All News 16:32 April 14, 2016


SEOUL, April 14 (Yonhap) -- A district court ruled Thursday that a domestic action film featuring colonial-era assassination attempts by Korean independence fighters did not plagiarize a local novel.

The Seoul Central District Court dismissed a suit filed by Choi Jong-rim, seeking 10 billion won (US$8.7 million) in compensation against director Choi Dong-hoon, production company Caper Film Co. and the 2015 film's distributor Showbox.

The novelist said the film's plot is similar to his novel, "Corean Memories," in that a woman is the lead character and Kim Koo, one of the most revered Korean patriots, organizes and leads a group to kill key Japanese figures and Japanese collaborators.

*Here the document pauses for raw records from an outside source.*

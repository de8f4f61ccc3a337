mod chunks;
mod sse;

pub use chunks::Chunks;
pub use sse::{Error as SseError, Sse};
use std::fmt::{self, Display};
use std::future::poll_fn;
use std::pin::{Pin, pin};
use std::sync::Arc;

use storm_agent_model::{
    ErrorKind, ModelFinishReason, ModelProvider, ModelProviderError,
    ModelRequest, ModelResponse, ModelResponseEvent, ToolCallRequest, Usage,
};
use tracing::Instrument;

type SendRequestResult = Result<ModelClientResponse, ModelError>;
type BoxedSendRequestFuture =
    Pin<Box<dyn Future<Output = SendRequestResult> + Send>>;
pub(crate) type OnTextDelta = Arc<dyn Fn(&str) + Send + Sync>;
#[rustfmt::skip]
type HandlerFn = Arc<
    dyn Fn(ModelRequest, OnTextDelta) -> BoxedSendRequestFuture + Send + Sync
>;

/// A wrapper around a model provider that provides a type-erased
/// interface for the other modules.
#[derive(Clone)]
pub struct ModelClient {
    handler_fn: HandlerFn,
}

impl ModelClient {
    #[inline]
    pub fn new<P: ModelProvider + 'static>(provider: P) -> Self {
        // We have to erase the type `P`, since `ModelClient` doesn't have a
        // generic parameter and we don't want it either.
        let handler_fn: HandlerFn = Arc::new(move |req, on_text_delta| {
            let fut = provider.send_request(&req);
            Box::pin(
                async move {
                    trace!("got a request: {:?}", req);
                    let resp_or_err = fut.await;
                    handle_response::<P>(resp_or_err, on_text_delta).await
                }
                .instrument(trace_span!("model client req")),
            )
        });
        Self { handler_fn }
    }

    /// Sends a request and collects the whole response.
    ///
    /// # Cancel safety
    ///
    /// This method is cancel safe. The response stops streaming further
    /// events when this operation is cancelled.
    #[inline]
    pub async fn send_request(
        &self,
        req: ModelRequest,
        on_text_delta: OnTextDelta,
    ) -> SendRequestResult {
        (self.handler_fn)(req, on_text_delta).await
    }
}

/// A completely received response from the model client.
#[derive(Clone, Debug, Default)]
pub struct ModelClientResponse {
    /// The concatenated text deltas.
    pub text: String,
    /// Tool calls requested by the model, in the order they were emitted.
    pub tool_calls: Vec<ToolCallRequest>,
    /// The reason the model finished generating.
    pub finish_reason: Option<ModelFinishReason>,
    /// The last usage reported by the provider.
    pub usage: Usage,
}

/// A provider error with its type erased.
#[derive(Clone, Debug, PartialEq, Eq)]
pub struct ModelError {
    pub kind: ErrorKind,
    pub message: String,
}

impl ModelError {
    fn from_provider<E: ModelProviderError>(err: E) -> Self {
        Self {
            kind: err.kind(),
            message: err.to_string(),
        }
    }
}

impl Display for ModelError {
    fn fmt(&self, f: &mut fmt::Formatter<'_>) -> fmt::Result {
        write!(f, "{}: {}", self.kind, self.message)
    }
}

async fn handle_response<P: ModelProvider + 'static>(
    resp_or_err: Result<P::Response, P::Error>,
    on_text_delta: OnTextDelta,
) -> SendRequestResult {
    let resp = match resp_or_err {
        Ok(resp) => resp,
        Err(err) => {
            error!("got an error: {err:?}");
            return Err(ModelError::from_provider(err));
        }
    };

    let mut collected = ModelClientResponse::default();

    trace!("start receiving events");

    let mut pinned_resp = pin!(resp);
    loop {
        let event_or_err =
            poll_fn(|cx| pinned_resp.as_mut().poll_next_event(cx)).await;
        let event = match event_or_err {
            Ok(event) => event,
            Err(err) => {
                error!("got an error: {err:?}");
                return Err(ModelError::from_provider(err));
            }
        };

        let Some(event) = event else {
            break;
        };
        trace!("got an event: {event:?}");

        match event {
            ModelResponseEvent::MessageDelta(delta) => {
                on_text_delta(&delta);
                collected.text.push_str(&delta);
            }
            ModelResponseEvent::ToolCall(req) => {
                collected.tool_calls.push(req);
            }
            ModelResponseEvent::Usage(usage) => {
                collected.usage = usage;
            }
            ModelResponseEvent::Completed(reason) => {
                collected.finish_reason = Some(reason);
            }
        }
    }

    trace!("finished a request");

    Ok(collected)
}
use std::sync::Arc;
use std::time::Duration;

use storm_agent_model::ModelProvider;

use super::{Agent, AgentConfig, AgentEvent, EventHandler, RetryPolicy};
use crate::mcp::{Connector, McpServerConfig, StdioConnector};
use crate::model_client::ModelClient;
use crate::tool::{DynTool, Tool, ToolRegistry};

/// [`Agent`] builder.
pub struct AgentBuilder {
    pub(super) model_client: ModelClient,
    pub(super) name: String,
    pub(super) description: String,
    pub(super) system_prompt: Option<String>,
    pub(super) registry: ToolRegistry,
    pub(super) mcp_servers: Vec<McpServerConfig>,
    pub(super) connector: Arc<dyn Connector>,
    pub(super) config: AgentConfig,
    pub(super) on_event: Option<EventHandler>,
}

impl AgentBuilder {
    /// Creates a new builder with the specified model provider.
    #[inline]
    pub fn with_model_provider<P: ModelProvider + 'static>(
        provider: P,
    ) -> Self {
        Self {
            model_client: ModelClient::new(provider),
            name: "Agent".to_owned(),
            description: "A configurable AI assistant".to_owned(),
            system_prompt: None,
            registry: ToolRegistry::new(),
            mcp_servers: vec![],
            connector: Arc::new(StdioConnector),
            config: AgentConfig::default(),
            on_event: None,
        }
    }

    /// Sets the name of the agent.
    #[inline]
    pub fn with_name<S: Into<String>>(mut self, name: S) -> Self {
        self.name = name.into();
        self
    }

    /// Sets the description of the agent.
    #[inline]
    pub fn with_description<S: Into<String>>(mut self, description: S) -> Self {
        self.description = description.into();
        self
    }

    /// Sets the system prompt. Without one, a prompt is generated from the
    /// name, the description and the available tools.
    #[inline]
    pub fn with_system_prompt<S: Into<String>>(mut self, prompt: S) -> Self {
        self.system_prompt = Some(prompt.into());
        self
    }

    /// Registers a tool. A tool registered later replaces an earlier one
    /// with the same name.
    #[inline]
    pub fn with_tool<T: Tool>(mut self, tool: T) -> Self {
        self.registry.register(tool);
        self
    }

    /// Registers a tool object.
    #[inline]
    pub fn with_dyn_tool(mut self, tool: Arc<dyn DynTool>) -> Self {
        self.registry.register_dyn(tool);
        self
    }

    /// Adds an external tool server. It's connected right before the
    /// first run.
    #[inline]
    pub fn with_mcp_server(mut self, config: McpServerConfig) -> Self {
        self.mcp_servers.push(config);
        self
    }

    /// Replaces how external tool servers are connected.
    #[inline]
    pub fn with_connector(mut self, connector: Arc<dyn Connector>) -> Self {
        self.connector = connector;
        self
    }

    /// Sets the maximum number of model requests in one run.
    #[inline]
    pub fn with_max_iterations(mut self, max_iterations: usize) -> Self {
        self.config.max_iterations = max_iterations.max(1);
        self
    }

    /// Sets the token budget of the conversation history.
    #[inline]
    pub fn with_token_budget(mut self, budget: usize) -> Self {
        self.config.token_budget = budget;
        self
    }

    /// Stops a run once the provider reports `limit` tokens in total.
    #[inline]
    pub fn with_run_token_limit(mut self, limit: u64) -> Self {
        self.config.run_token_limit = Some(limit);
        self
    }

    /// Sets the time limit of each model request.
    #[inline]
    pub fn with_model_timeout(mut self, timeout: Option<Duration>) -> Self {
        self.config.model_timeout = timeout;
        self
    }

    /// Sets the time limit of each tool call.
    #[inline]
    pub fn with_tool_timeout(mut self, timeout: Option<Duration>) -> Self {
        self.config.tool_timeout = timeout;
        self
    }

    /// Sets the time limit for starting each external tool server.
    #[inline]
    pub fn with_connect_timeout(mut self, timeout: Option<Duration>) -> Self {
        self.config.connect_timeout = timeout;
        self
    }

    /// Sets how failed model requests are retried.
    #[inline]
    pub fn with_retry_policy(mut self, policy: RetryPolicy) -> Self {
        self.config.retry_policy = policy;
        self
    }

    /// Sets whether tool calls of one response run concurrently.
    #[inline]
    pub fn with_parallel_tools(mut self, parallel: bool) -> Self {
        self.config.parallel_tools = parallel;
        self
    }

    /// Attaches a callback that receives progress events.
    #[inline]
    pub fn on_event(
        mut self,
        on_event: impl Fn(&AgentEvent) + Send + Sync + 'static,
    ) -> Self {
        self.on_event = Some(Arc::new(on_event));
        self
    }

    /// Builds the agent.
    #[inline]
    pub fn build(self) -> Agent {
        Agent::from_builder(self)
    }
}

The book was first published in 2003 and published again in April 2015.

The court, while acknowledging similarities in abstract types of characters and plots between the two, said they still have a lot of differences in how those ideas are specified and expressed.

"Incidents or abstract types of characters in novels, films, scenarios and plays cannot be protected under the copyright law," the court said. "Similarities in specific expressions should be acknowledged (to be called a production plagiarism)."

The same court in August also rejected a request by Choi to keep the film from being screened. It said many of the parts Choi claimed as plagiarism, including a female sniper and assassination schemes, are plots that cannot be protected by the copyright law.

Choi said he would appeal the ruling.

The film, which tells the story of three Korean independence fighters teaming up to assassinate the commander of the Japanese troops in Korea in the early 1930s, passed 12 million in attendance in the country, making it the sixth-most successful South Korean film.